Italians call many vegetable preparations insalata that English-speakers would not call “salad”. I mentioned in my post on “broccoli lemony” (an English alias for insalata di broccoli) an episode when my colleague’s drunk wife (won’t mention the ethnicity) offered my dinner guests wry exclamations on the conveniences of my serving my steamed broccoli “cold” (i.e., at room temperature). Her rightly embarrassed husband rose to the defense of his host’s cold broccoli with, "It’s like a salad." Notwithstanding his apologetic, his wife remained wry. Notwithstanding her wryness, she got me wondering: how did her husband’s comparison aim to excuse my broccoli before the Gentiles? What exactly do Gentiles mean by “salad”? 
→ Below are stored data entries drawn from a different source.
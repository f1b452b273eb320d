//! RTP packet framing for RAOP audio

mod packet;


pub use packet::{RtpDecodeError, RtpHeader, RtpPacket};
//! Password digest authentication for `ANNOUNCE`
//!
//! RAOP uses a cut-down RFC 2617 digest: fixed username and realm, MD5 only,
//! no qop. The expected response is
//! `MD5(MD5(user:realm:password):nonce:MD5(method:uri))` in lowercase hex.

use std::collections::HashMap;

use md5::{Digest, Md5};
use rand::RngCore;

/// Username every RAOP sender authenticates as
pub const DIGEST_USERNAME: &str = "iTunes";
/// Digest realm
pub const DIGEST_REALM: &str = "roap";
/// The only method that is challenged
pub const DIGEST_METHOD: &str = "ANNOUNCE";

fn md5_hex(input: &str) -> String {
    format!("{:x}", Md5::digest(input.as_bytes()))
}

/// Compute the expected digest response
#[must_use]
pub fn digest_response(
    username: &str,
    realm: &str,
    password: &str,
    nonce: &str,
    uri: &str,
    method: &str,
) -> String {
    let ha1 = md5_hex(&format!("{username}:{realm}:{password}"));
    let ha2 = md5_hex(&format!("{method}:{uri}"));
    md5_hex(&format!("{ha1}:{nonce}:{ha2}"))
}

/// Generate a fresh 32-hex-digit nonce
#[must_use]
pub fn generate_nonce() -> String {
    let mut seed = [0u8; 16];
    rand::thread_rng().fill_bytes(&mut seed);
    format!("{:x}", Md5::digest(seed))
}

/// `WWW-Authenticate` value for a nonce
#[must_use]
pub fn challenge_header(nonce: &str) -> String {
    format!("Digest realm=\"{DIGEST_REALM}\", nonce=\"{nonce}\"")
}

/// Parse an `Authorization` header into its `key="value"` pairs
///
/// A leading `Digest` scheme token is dropped; quotes around values are
/// removed. Pairs without `=` are skipped.
#[must_use]
pub fn parse_authorization(header: &str) -> HashMap<String, String> {
    let header = header.trim();
    let params = header
        .strip_prefix("Digest ")
        .or_else(|| header.strip_prefix("digest "))
        .unwrap_or(header);

    params
        .split(',')
        .filter_map(|pair| {
            let (key, value) = pair.split_once('=')?;
            Some((
                key.trim().to_string(),
                value.trim().trim_matches('"').to_string(),
            ))
        })
        .collect()
}

/// Check an `Authorization` header against the configured password
///
/// The username and method are protocol constants; only `uri` and `response`
/// are taken from the header.
#[must_use]
pub fn verify_authorization(header: &str, password: &str, nonce: &str) -> bool {
    let params = parse_authorization(header);
    let (Some(uri), Some(response)) = (params.get("uri"), params.get("response")) else {
        return false;
    };

    let expected = digest_response(
        DIGEST_USERNAME,
        DIGEST_REALM,
        password,
        nonce,
        uri,
        DIGEST_METHOD,
    );
    *response == expected
}
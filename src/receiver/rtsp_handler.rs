//! RTSP request handlers for the receiver
//!
//! Each handler takes the request plus the locked controller state and
//! returns a response builder. `CSeq` and `Server` are added by the caller.
//! `ANNOUNCE` and `SET_PARAMETER` live in their own modules.

use super::announce_handler::handle_announce;
use super::rtp_receiver::{RtpReceiver, RtpSockets};
use super::session::{RtpInfo, SessionState};
use super::session_manager::{HandlerContext, HandlerResult};
use super::set_parameter_handler::handle_set_parameter;
use crate::error::RaopError;
use crate::protocol::crypto::AudioCipher;
use crate::protocol::raop;
use crate::protocol::rtsp::headers::{names, raop as raop_headers};
use crate::protocol::rtsp::{Method, ResponseBuilder, RtspRequest, StatusCode};

/// Value of the `Audio-Jack-Status` header sent at `SETUP`
pub const AUDIO_JACK_STATUS: &str = "connected; type=analog";

/// Dispatch a request to its handler
pub(crate) async fn handle_request(request: &RtspRequest, ctx: &mut HandlerContext<'_>) -> HandlerResult {
    match request.method {
        Method::Options => handle_options(request, ctx),
        Method::Announce => handle_announce(request, ctx),
        Method::Setup => handle_setup(ctx),
        Method::Record => handle_record(request, ctx),
        Method::Flush => handle_flush(request, ctx).await,
        Method::Teardown => Ok(handle_teardown(ctx)),
        Method::SetParameter => handle_set_parameter(request, ctx),
        Method::GetParameter => Ok(handle_get_parameter(request, ctx)),
    }
}

/// OPTIONS: method list, plus Apple-Response when challenged
fn handle_options(request: &RtspRequest, ctx: &HandlerContext<'_>) -> HandlerResult {
    let mut response = ResponseBuilder::ok().header(names::PUBLIC, &Method::public_header());

    if let Some(challenge) = request.headers.get(raop_headers::APPLE_CHALLENGE) {
        let signature = raop::generate_response(
            ctx.server_key(),
            challenge,
            &ctx.conn.local.ip(),
            &ctx.config().mac_address.octets(),
        )?;
        tracing::debug!("Answered Apple-Challenge for {}", ctx.conn.peer);
        response = response.header(raop_headers::APPLE_RESPONSE, &signature);
    }

    Ok(response)
}

/// SETUP: bind the UDP ports and start the RTP receiver
fn handle_setup(ctx: &mut HandlerContext<'_>) -> HandlerResult {
    ctx.require_connected(Method::Setup)?;

    let announce = ctx
        .state
        .session
        .announce
        .as_ref()
        .ok_or_else(|| RaopError::InvalidState("SETUP before ANNOUNCE".to_string()))?;

    let cipher = match (&announce.aes_key, &announce.aes_iv) {
        (Some(key), Some(iv)) => Some(AudioCipher::new(key, iv)?),
        _ => None,
    };
    let ipv6 = announce.ipv6;

    let pipeline = ctx
        .state
        .pipeline
        .as_ref()
        .ok_or_else(|| RaopError::InvalidState("no decode pipeline".to_string()))?
        .shared();

    if let Some(mut previous) = ctx.state.rtp.take() {
        tracing::debug!("Repeated SETUP, replacing RTP receiver on {:?}", previous.ports());
        previous.stop();
    }

    let sockets = RtpSockets::bind(ipv6, &ctx.config().rtp_port_range)?;
    let receiver = RtpReceiver::start(
        sockets,
        cipher,
        pipeline,
        ctx.config().control_timeout,
        ctx.timeout_handler(),
    )?;
    let ports = receiver.ports();
    ctx.state.rtp = Some(receiver);

    let session = &mut ctx.state.session;
    let session_id = session
        .session_id
        .get_or_insert_with(|| format!("{:016X}", rand::random::<u64>()))
        .clone();
    session.transition(SessionState::Ready);

    tracing::info!(
        "Setting UDP ports (audio: {}, control: {}, timing: {})",
        ports.audio,
        ports.control,
        ports.timing
    );

    Ok(ResponseBuilder::ok()
        .header(names::TRANSPORT, &ports.transport_header())
        .session(&session_id)
        .header(raop_headers::AUDIO_JACK_STATUS, AUDIO_JACK_STATUS))
}

/// RECORD: note the stream start and report latency
fn handle_record(request: &RtspRequest, ctx: &mut HandlerContext<'_>) -> HandlerResult {
    ctx.require_connected(Method::Record)?;

    if let Some(value) = request.headers.get(names::RTP_INFO) {
        let Some(info) = RtpInfo::parse(value) else {
            tracing::warn!("Malformed RTP-Info: {}", value);
            return Ok(ResponseBuilder::error(StatusCode::BAD_REQUEST));
        };
        tracing::debug!("Stream starts at seq={} rtptime={}", info.seq, info.rtptime);
        ctx.state.session.rtp_info = Some(info);
    }

    if !ctx.state.session.transition(SessionState::Streaming) {
        return Err(RaopError::InvalidState(format!(
            "RECORD in state {:?}",
            ctx.state.session.state()
        )));
    }

    Ok(ResponseBuilder::ok().audio_latency(ctx.config().audio_latency))
}

/// FLUSH: drop queued audio
async fn handle_flush(request: &RtspRequest, ctx: &mut HandlerContext<'_>) -> HandlerResult {
    ctx.require_connected(Method::Flush)?;

    if let Some(pipeline) = ctx.state.pipeline.as_ref() {
        let dropped = pipeline.shared().lock().await.flush();
        tracing::debug!("FLUSH dropped {} queued packets", dropped);
    }

    let mut response = ResponseBuilder::ok();
    if let Some(rtp_info) = request.headers.get(names::RTP_INFO) {
        response = response.header(names::RTP_INFO, rtp_info);
    }
    Ok(response)
}

/// TEARDOWN: end the session if this is the connected client
fn handle_teardown(ctx: &mut HandlerContext<'_>) -> ResponseBuilder {
    if ctx.state.is_connected(ctx.conn) {
        tracing::info!("TEARDOWN from {}", ctx.conn.peer);
        ctx.controller.end_session(ctx.state);
    } else {
        tracing::debug!("TEARDOWN with no session on connection {}", ctx.conn.id);
    }
    ResponseBuilder::ok()
}

/// GET_PARAMETER: only `volume` is answered
fn handle_get_parameter(request: &RtspRequest, ctx: &HandlerContext<'_>) -> ResponseBuilder {
    let body = request.body_text();
    let wants_volume = body.lines().any(|line| line.trim() == "volume");

    if wants_volume && ctx.state.is_connected(ctx.conn) {
        let volume = ctx.state.session.metadata.volume.unwrap_or(0.0);
        return ResponseBuilder::ok().text_body(&format!("volume: {volume:.6}\r\n"));
    }

    if !body.trim().is_empty() {
        tracing::debug!("Unanswered GET_PARAMETER: {}", body.trim());
    }
    ResponseBuilder::ok()
}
(Gentiles make me wonder a lot.)

January 26, 2016

Blog the Thirty-fourth: A Reaction to RISOTTO

On doing it right, or not at all ~ 
which means you making your own broth!

When it comes to risotto, my zeal is not to be trusted, for it is the zeal of a convert.  Pauline, I am as zealous for it now as I was zealous against it before being knocked off my sheep.  What knocked me off is another specialty of North Italy, bollito misto, as little known as esteemed, and which you best always name in Italian, because there’s just no way to say “boiled meats” in English that will make it sound delicious.  But you’ll never master the art of making delicious risotto, unless you also give yourself to the art of making delicious broth; and you’ll never master the art of making delicious broth, unless a day’s exertion yields you something more than broth to eat.  That means learning to like boiled meat for dinner.  I hope to talk you into that.

I first encountered risotto back in the ‘80s, in the form of expletives gushing from Gentile converts to Northern Italian cuisine.  These self-appointed evangelists had been to the newly prospering North and came back witnessing to fellow Americans, whom they pronounced benighted by Italo-American red‑sauce fare, what real Italian food was like.  Well, my Italo-American family very rarely mentioned Northern Italian food, and when they did, it was with respect, so I didn’t like this dissing of our food by heretofore benighted Gentiles, who managed thus to provoke in me a hostile curiosity about this Northern contender to pasta.

Risotto is in fact North Italy’s answer to pasta, and like pasta, is a first dish, not dinner (if you try to make dinner out of it, you’ll only bloat yourself with eating too much starch and milkfat in one sitting).  Like pasta, risotto is a remarkably versatile staple, readily marrying with many another food to yield spectral variations. However, unlike pasta, it is labor‑intensive to make, if made right, and it is very often not made right, both here and in Italy, because it is, well, labor‑intensive to make right. 

For one thing, it demands homemade broth, which takes all afternoon to make.  For another, it requires continuous stirring for nearly 20 minutes over a steamy pot, because the signature creaminess of risotto comes not from cream, but from the soft epidermis of Italy’s short‑grained Arborio rice breaking down from the friction of continuous stirring, to melt into a starchy cream that absorbs the flavor of whatever ingredient you’re featuring—which is why your featured ingredient must be cooked tastily before adding the Arborio rice to it, so that it too can break down in the stirring and its flavors blend with the rice cream.  Risotto is not fried rice and not rice pilaf, it is creamed rice, and it gets that way from continuous stirring and thorough blending.  Restauranteurs have tricks for stirring less, but I tell you, they are feeding you risotto stillborn.